Role of EVs as promotors for activation of leukemia-derived dendritic cell (DCleu)-mediated antileukemic immune response against AML-blasts

Abstract

Abstract Myeloid leukemia blasts can be converted into dendritic cells of leukemic origin (DCleu), which effectively activate and enhance immune-cells against leukemic blasts. EVs modulate a plethora of physiological and pathological activities. EVs secreted by dendritic cells (DCs) can activate T lymphocytes, displaying potential as promoters of adaptive immune responses.
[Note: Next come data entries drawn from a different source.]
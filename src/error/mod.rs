//! Unified error handling for the storage engine.
//!
//! [`HorizonError`] is the single error type propagated through every layer,
//! from the page store and buffer pool up through the B-tree, the schema
//! catalog and the row-level DML helpers.
//!
//! Schema replay does not propagate errors row by row; it accumulates a
//! primary [`ErrorCode`] instead. [`HorizonError::code`] provides the mapping
//! between the two.

use std::io;

use thiserror::Error;

/// The canonical error type for all storage engine operations.
#[derive(Error, Debug)]
pub enum HorizonError {
    /// An I/O error originating from the page store.
    #[error("I/O error: {0}")]
    Io(#[from] io::Error),

    /// An on-disk structure violates an invariant: bad root page, orphan
    /// index, malformed cell, bad magic bytes and the like.
    #[error("database disk image is malformed: {0}")]
    Corrupt(String),

    /// The target of a DROP (or other lookup) does not exist.
    #[error("{0}")]
    NoSuchObject(String),

    /// `DROP TABLE` used on a view or `DROP VIEW` used on a table.
    #[error("{0}")]
    WrongObjectKind(String),

    /// The object exists but may not be dropped directly.
    #[error("{0}")]
    ProtectedObject(String),

    /// The authorization hook refused the operation.
    #[error("not authorized: {0}")]
    AuthDenied(String),

    /// An allocation failed, or the connection is in the out-of-memory
    /// state.
    #[error("out of memory")]
    OutOfMemory,

    /// No space is left for the requested page or row.
    #[error("database or disk is full")]
    Full,

    /// A payload exceeds the maximum record size.
    #[error("string or blob too big")]
    TooBig,

    /// A constraint was violated (UNIQUE, NOT NULL, FOREIGN KEY).
    #[error("constraint failed: {0}")]
    ConstraintViolation(String),

    /// An object with the same name already exists.
    #[error("{0} already exists")]
    AlreadyExists(String),

    /// DDL text could not be parsed.
    #[error("invalid SQL: {0}")]
    InvalidSql(String),

    /// The operation was interrupted.
    #[error("interrupted")]
    Interrupted,

    /// A lock conflict prevented the operation.
    #[error("database table is locked: {0}")]
    Locked(String),

    /// A write was attempted on a read-only database or cursor.
    #[error("attempt to write a readonly database: {0}")]
    ReadOnly(String),

    /// The requested page number is outside the database.
    #[error("page not found: {0}")]
    PageNotFound(u32),

    /// The buffer pool has no evictable frame left.
    #[error("buffer pool full: no available pages")]
    BufferPoolFull,

    /// The API was used out of order (e.g. reading an invalid cursor).
    #[error("library routine called out of sequence: {0}")]
    Misuse(String),

    /// An internal invariant was violated.
    #[error("internal error: {0}")]
    Internal(String),
}

/// Primary result codes.
///
/// These are the compact, `Copy` form of an error outcome. Schema replay
/// accumulates one of them rather than a full [`HorizonError`].
#[derive(Debug, Clone, Copy, PartialEq, Eq, Hash)]
pub enum ErrorCode {
    Ok,
    Error,
    Internal,
    Perm,
    Auth,
    Locked,
    NoMem,
    ReadOnly,
    Interrupt,
    IoErr,
    Corrupt,
    NotFound,
    Full,
    Constraint,
    TooBig,
    Misuse,
}

impl HorizonError {
    /// Map this error onto its primary result code.
    pub fn code(&self) -> ErrorCode {
        match self {
            HorizonError::Io(_) => ErrorCode::IoErr,
            HorizonError::Corrupt(_) => ErrorCode::Corrupt,
            HorizonError::NoSuchObject(_)
            | HorizonError::WrongObjectKind(_)
            | HorizonError::ProtectedObject(_)
            | HorizonError::AlreadyExists(_)
            | HorizonError::InvalidSql(_) => ErrorCode::Error,
            HorizonError::AuthDenied(_) => ErrorCode::Auth,
            HorizonError::OutOfMemory => ErrorCode::NoMem,
            HorizonError::Full => ErrorCode::Full,
            HorizonError::TooBig => ErrorCode::TooBig,
            HorizonError::ConstraintViolation(_) => ErrorCode::Constraint,
            HorizonError::Interrupted => ErrorCode::Interrupt,
            HorizonError::Locked(_) => ErrorCode::Locked,
            HorizonError::ReadOnly(_) => ErrorCode::ReadOnly,
            HorizonError::PageNotFound(_) => ErrorCode::Corrupt,
            HorizonError::BufferPoolFull => ErrorCode::Full,
            HorizonError::Misuse(_) => ErrorCode::Misuse,
            HorizonError::Internal(_) => ErrorCode::Internal,
        }
    }
}

/// A specialised [`Result`] type for storage engine operations.
pub type Result<T> = std::result::Result<T, HorizonError>;

#[cfg(test)]
mod tests {
    use super::*;

    #[test]
    fn io_error_converts_via_question_mark() {
        fn might_fail() -> Result<()> {
            let _f = std::fs::File::open("/non/existent/path/horizon_test")?;
            Ok(())
        }

        let err = might_fail().unwrap_err();
        assert!(matches!(err, HorizonError::Io(_)));
        assert_eq!(err.code(), ErrorCode::IoErr);
    }

    #[test]
    fn display_messages_are_human_readable() {
        let cases: Vec<(HorizonError, &str)> = vec![
            (
                HorizonError::Corrupt("orphan index".into()),
                "database disk image is malformed: orphan index",
            ),
            (
                HorizonError::NoSuchObject("no such index: idx_a".into()),
                "no such index: idx_a",
            ),
            (
                HorizonError::AuthDenied("DROP INDEX idx_a".into()),
                "not authorized: DROP INDEX idx_a",
            ),
            (HorizonError::OutOfMemory, "out of memory"),
            (HorizonError::Full, "database or disk is full"),
            (HorizonError::PageNotFound(42), "page not found: 42"),
            (
                HorizonError::AlreadyExists("table t".into()),
                "table t already exists",
            ),
        ];

        for (error, expected) in cases {
            assert_eq!(error.to_string(), expected);
        }
    }

    #[test]
    fn codes_follow_the_taxonomy() {
        assert_eq!(HorizonError::OutOfMemory.code(), ErrorCode::NoMem);
        assert_eq!(HorizonError::Corrupt(String::new()).code(), ErrorCode::Corrupt);
        assert_eq!(HorizonError::Full.code(), ErrorCode::Full);
        assert_eq!(HorizonError::AuthDenied(String::new()).code(), ErrorCode::Auth);
        assert_eq!(
            HorizonError::ProtectedObject(String::new()).code(),
            ErrorCode::Error
        );
        assert_eq!(HorizonError::Interrupted.code(), ErrorCode::Interrupt);
    }

    #[test]
    fn error_source_chains_io_errors() {
        use std::error::Error;

        let io_err = io::Error::new(io::ErrorKind::PermissionDenied, "access denied");
        let horizon_err = HorizonError::Io(io_err);
        assert!(horizon_err.source().is_some());

        let non_io = HorizonError::Internal("bug".into());
        assert!(non_io.source().is_none());
    }
}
DC/DCleu generation of healthy donors’ (n=9) and AML patients’ (n=9) whole blood (WB) were treated with Kit M (GM-CSF and PGE1) (vs. control), T-cell enriched mixed lymphocyte culture (MLC) with treated vs un-treated WB and antileukemic functional assays were quantified via flow cytometry. Qualitative and quantitative characterization EVs from DC/MLC culture supernatants (DCS/MLCS) in healthy and AML samples were measured. Kit M significantly increased frequencies of (mature) DC/DCleu compared to control without induction of blast proliferation. Kit M increased significantly activated (leukemia-specific) cells of the adaptive and innate immune system after T cell-enriched MLC compared to control. EVs were qualitatively and quantitatively different in DCS/MLCS with Kit M treated vs untreated from healthy vs AML samples by TEM, fNTA and MBFCM. These EVs findings and correlations with clinical parameters contribute to understand the functional role of EVs in DCS/MLCS from healthy and AML samples, with respect to develop new EV biomarkers.